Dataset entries
════════════════

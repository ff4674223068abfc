use std::path::{Path, PathBuf};

use yangl_support::{Atom, Diag, Level, SchemaSource, SourceFormat, ValidationCode};

use super::deviation::Deviation;
use super::identity::{Feature, Identity};
use super::module::Module;
use super::node::{NodeFlags, NodeTypeMask, SchemaNode, SchemaNodeKind};
use super::types::Typedef;
use crate::logger::Logger;
use crate::unres_schema::{UnresSchemaItem, Worklist};

macro_rules! arena_id {
  ($name:ident) => {
    #[derive(Debug, Clone, Copy, PartialEq, Eq, Hash, PartialOrd, Ord)]
    pub struct $name(pub u32);
  };
}

arena_id!(ModuleId);
arena_id!(NodeId);
arena_id!(TypedefId);
arena_id!(IdentityId);

/// Root container owning every `Module` loaded into it plus the identifier
/// dictionary (interning is delegated to [`yangl_support::Atom`]). A
/// `Context` is a shared-nothing unit: distinct contexts never alias state,
/// and this type is deliberately not `Sync` — see spec §5.
pub struct Context {
  pub(crate) modules: Vec<Module>,
  pub(crate) nodes: Vec<SchemaNode>,
  pub(crate) typedefs: Vec<Typedef>,
  pub(crate) identities: Vec<Identity>,
  pub(crate) worklist: Worklist,
  pub(crate) search_dirs: Vec<PathBuf>,
  pub(crate) module_set_id: u64,
  logger: Logger,
  last_error: Option<Diag>,
}

impl Context {
  /// Creates a context preloaded with `ietf-inet-types`, `ietf-yang-types`,
  /// `ietf-yang-library`, and the `yang` built-in module (spec §6, scenario
  /// S1). `search_dir`, if given, is converted to an absolute path; a
  /// non-existent directory is a [`Diag::System`] error.
  pub fn new(search_dir: Option<&Path>) -> Result<Self, Diag> {
    let mut ctx = Self {
      modules: Vec::new(),
      nodes: Vec::new(),
      typedefs: Vec::new(),
      identities: Vec::new(),
      worklist: Worklist::default(),
      search_dirs: Vec::new(),
      module_set_id: 0,
      logger: Logger::default(),
      last_error: None,
    };

    if let Some(dir) = search_dir {
      ctx.add_search_dir(dir)?;
    }

    crate::builtins::install(&mut ctx);
    Ok(ctx)
  }

  /// # Errors
  /// Returns [`Diag::System`] if `dir` does not exist.
  pub fn add_search_dir(&mut self, dir: &Path) -> Result<(), Diag> {
    let absolute = dir
      .canonicalize()
      .map_err(|e| Diag::System(format!("search directory {}: {e}", dir.display())))?;
    self.search_dirs.push(absolute);
    Ok(())
  }

  #[must_use]
  pub fn search_dirs(&self) -> &[PathBuf] {
    &self.search_dirs
  }

  /// Resolves `name` (optionally pinned to `revision`) via `source`, then
  /// hands the fetched text to `parse` — the textual YANG/YIN front-end,
  /// out of this engine's scope, that turns it into a registered [`Module`]
  /// plus [`UnresSchemaItem`]s (spec §6's `ctx_load_module`).
  ///
  /// # Errors
  /// Propagates [`Diag::System`] from `source.load` or whatever `parse`
  /// returns.
  pub fn load_module(
    &mut self,
    name: &str,
    revision: Option<&str>,
    source: &dyn SchemaSource,
    parse: impl FnOnce(&mut Context, &str, SourceFormat) -> Result<ModuleId, Diag>,
  ) -> Result<ModuleId, Diag> {
    let (text, format) = source.load(name, revision)?;
    parse(self, &text, format)
  }

  /// Builds the `ietf-yang-library`-shaped `modules-state` data tree (spec
  /// §6's `ctx_info`).
  ///
  /// # Errors
  /// See [`crate::info::build_info_tree`].
  pub fn info(&self) -> Result<crate::data::DataTree, Diag> {
    crate::info::build_info_tree(self)
  }

  /// JSON-flavored schema-nodeid lookup (spec §6's `ctx_get_node`):
  /// absolute when `start` is `None`, relative to `start` otherwise. Each
  /// segment may carry its own `module:` prefix; an unprefixed segment
  /// inherits the module of the segment before it.
  ///
  /// # Errors
  /// Returns [`Diag::Validation`] (`PathInNode`) on malformed syntax or a
  /// segment with no module context, (`InMod`) for an unknown module
  /// prefix. `Ok(None)` means the path is well-formed but no such node
  /// exists.
  pub fn get_node(&self, start: Option<NodeId>, nodeid: &str) -> Result<Option<NodeId>, Diag> {
    use super::nav::{NavFlags, Scope, find_sibling};
    use crate::pathlex::{Relativity, parse_schema_nodeid};

    let mut relativity = Relativity::Unset;
    let mut offset = 0usize;
    let bytes = nodeid.as_bytes();
    let mut current = start;
    let mut current_module = start.map(|id| self.node(id).module);

    while offset < bytes.len() {
      let seg = parse_schema_nodeid(&bytes[offset..], &mut relativity)
        .map_err(|e| Diag::validation(ValidationCode::PathInNode, format!("malformed schema-nodeid at byte {}", offset + e.0)))?;

      let (mod_start, mod_end) = seg.node.mod_name;
      let (name_start, name_end) = seg.node.name;
      let module_name = (mod_end > mod_start).then(|| &nodeid[offset + mod_start..offset + mod_end]);
      let name = &nodeid[offset + name_start..offset + name_end];

      let module_id = match module_name {
        Some(m) => self
          .get_module(m, None)
          .map(|(id, _)| id)
          .ok_or_else(|| Diag::validation(ValidationCode::InMod, format!("unknown module \"{m}\" in schema-nodeid")))?,
        None => current_module.ok_or_else(|| Diag::validation(ValidationCode::PathInNode, "schema-nodeid segment has no module context"))?,
      };

      let scope = match current {
        Some(id) => Scope::Node(id),
        None => Scope::Module(module_id),
      };

      let Some(found) = find_sibling(self, scope, module_id, name, NodeTypeMask::ANY, NavFlags::empty()) else {
        return Ok(None);
      };

      current = Some(found);
      current_module = Some(module_id);
      offset += seg.consumed;
    }

    Ok(current)
  }

  /// A submodule's contribution is folded into its parent `Module` at
  /// parse time (spec §3); this looks it up by the name recorded in
  /// `origin_submodule` rather than through a separate arena.
  #[must_use]
  pub fn get_submodule(&self, name: &str) -> Option<(ModuleId, &Module)> {
    self
      .modules
      .iter()
      .enumerate()
      .find(|(_, m)| m.origin_submodule.as_ref().is_some_and(|s| s.as_ref() == name))
      .map(|(idx, m)| (ModuleId(idx as u32), m))
  }

  // -- arena allocation, the "schema input contract" a parser drives --

  pub fn new_module(&mut self, module: Module) -> ModuleId {
    self.modules.push(module);
    ModuleId((self.modules.len() - 1) as u32)
  }

  pub fn module(&self, id: ModuleId) -> &Module {
    &self.modules[id.0 as usize]
  }

  pub fn module_mut(&mut self, id: ModuleId) -> &mut Module {
    &mut self.modules[id.0 as usize]
  }

  pub fn alloc_node(
    &mut self,
    module: ModuleId,
    parent: Option<NodeId>,
    name: Atom,
    kind: SchemaNodeKind,
    flags: NodeFlags,
  ) -> NodeId {
    self.nodes.push(SchemaNode {
      name,
      module,
      parent,
      children: Vec::new(),
      flags,
      kind,
      when: None,
      must: Vec::new(),
    });
    let id = NodeId((self.nodes.len() - 1) as u32);

    if let Some(parent_id) = parent {
      self.nodes[parent_id.0 as usize].children.push(id);
    } else {
      self.module_mut(module).data.push(id);
    }

    id
  }

  pub fn node(&self, id: NodeId) -> &SchemaNode {
    &self.nodes[id.0 as usize]
  }

  pub fn node_mut(&mut self, id: NodeId) -> &mut SchemaNode {
    &mut self.nodes[id.0 as usize]
  }

  pub fn alloc_typedef(&mut self, module: ModuleId, typedef: Typedef) -> TypedefId {
    self.typedefs.push(typedef);
    let id = TypedefId((self.typedefs.len() - 1) as u32);
    self.module_mut(module).typedefs.push(id);
    id
  }

  pub fn typedef(&self, id: TypedefId) -> &Typedef {
    &self.typedefs[id.0 as usize]
  }

  pub fn typedef_mut(&mut self, id: TypedefId) -> &mut Typedef {
    &mut self.typedefs[id.0 as usize]
  }

  pub fn alloc_identity(&mut self, module: ModuleId, identity: Identity) -> IdentityId {
    self.identities.push(identity);
    let id = IdentityId((self.identities.len() - 1) as u32);
    self.module_mut(module).identities.push(id);
    id
  }

  pub fn identity(&self, id: IdentityId) -> &Identity {
    &self.identities[id.0 as usize]
  }

  pub fn identity_mut(&mut self, id: IdentityId) -> &mut Identity {
    &mut self.identities[id.0 as usize]
  }

  pub fn register_unres(&mut self, item: UnresSchemaItem) {
    self.worklist.push(item);
  }

  /// Drives the worklist to a fixpoint (spec §4.4). Takes the queue out
  /// of `self` for the duration since resolution needs `&mut Context`
  /// while walking its own pending items.
  ///
  /// # Errors
  /// See [`Worklist::drive`].
  pub fn resolve_all(&mut self) -> Result<(), Diag> {
    let worklist = std::mem::take(&mut self.worklist);
    worklist.drive(self)
  }

  pub fn add_deviation(&mut self, module: ModuleId, deviation: Deviation) {
    self.module_mut(module).deviations.push(deviation);
  }

  /// Marks `module` as fully registered: assigns it the next
  /// `module-set-id`, and if `implemented` is requested, rejects a second
  /// implemented revision of the same name.
  ///
  /// # Errors
  /// Returns [`Diag::Validation`] (`DuplicateId`) if a module with the same
  /// `(name, revision)` already exists, or if another revision of the same
  /// name is already implemented.
  pub fn finish_module(&mut self, id: ModuleId, implemented: bool) -> Result<(), Diag> {
    let (name, revision) = {
      let m = self.module(id);
      (m.name.clone(), m.revision().to_string())
    };

    for (idx, other) in self.modules.iter().enumerate() {
      if idx as u32 == id.0 {
        continue;
      }
      if other.name == name && other.revision() == revision {
        return Err(Diag::validation(
          ValidationCode::DuplicateId,
          format!("module \"{name}\" revision \"{revision}\" already loaded"),
        ));
      }
      if implemented && other.name == name && other.implemented {
        return Err(Diag::validation(
          ValidationCode::DuplicateId,
          format!("module \"{name}\" is already implemented by another revision"),
        ));
      }
    }

    self.module_mut(id).implemented = implemented;
    self.module_set_id += 1;
    Ok(())
  }

  // -- lookups (spec §6) --

  #[must_use]
  pub fn get_module(&self, name: &str, revision: Option<&str>) -> Option<(ModuleId, &Module)> {
    self
      .modules
      .iter()
      .enumerate()
      .filter(|(_, m)| m.name.as_ref() == name)
      .filter(|(_, m)| revision.is_none_or(|r| m.revision() == r))
      .max_by(|(_, a), (_, b)| a.revision().cmp(b.revision()))
      .map(|(idx, m)| (ModuleId(idx as u32), m))
  }

  #[must_use]
  pub fn get_module_by_ns(&self, ns: &str, revision: Option<&str>) -> Option<(ModuleId, &Module)> {
    self
      .modules
      .iter()
      .enumerate()
      .filter(|(_, m)| m.namespace == ns)
      .filter(|(_, m)| revision.is_none_or(|r| m.revision() == r))
      .max_by(|(_, a), (_, b)| a.revision().cmp(b.revision()))
      .map(|(idx, m)| (ModuleId(idx as u32), m))
  }

  /// The revision of `module` immediately older than it, if any other
  /// revision of the same name is loaded.
  #[must_use]
  pub fn get_module_older(&self, module: ModuleId) -> Option<(ModuleId, &Module)> {
    let name = self.module(module).name.clone();
    let this_rev = self.module(module).revision().to_string();
    self
      .modules
      .iter()
      .enumerate()
      .filter(|(idx, m)| *idx as u32 != module.0 && m.name == name && m.revision() < this_rev.as_str())
      .max_by(|(_, a), (_, b)| a.revision().cmp(b.revision()))
      .map(|(idx, m)| (ModuleId(idx as u32), m))
  }

  pub fn modules(&self) -> impl Iterator<Item = (ModuleId, &Module)> {
    self
      .modules
      .iter()
      .enumerate()
      .map(|(idx, m)| (ModuleId(idx as u32), m))
  }

  #[must_use]
  pub fn module_set_id(&self) -> u64 {
    self.module_set_id
  }

  // -- logging / error state (spec §6/§7) --

  pub fn set_verbosity(&mut self, level: Level) {
    self.logger.set_verbosity(level);
  }

  pub fn set_log_callback(&mut self, callback: Option<crate::logger::LogCallback>, include_path: bool) {
    self.logger.set_callback(callback, include_path);
  }

  #[must_use]
  pub fn log_callback(&self) -> Option<&crate::logger::LogCallback> {
    self.logger.callback()
  }

  pub(crate) fn log(&self, level: Level, message: &str, path: Option<&str>) {
    self.logger.log(level, message, path);
  }

  pub fn set_last_error(&mut self, diag: Diag) {
    self.last_error = Some(diag);
  }

  #[must_use]
  pub fn last_error(&self) -> Option<&Diag> {
    self.last_error.as_ref()
  }
}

════════════════

* _Task goal_:
A single number is required: the count of lines in the records that include the string "UnresSchemaItem".

* _Solution to this problem_:
3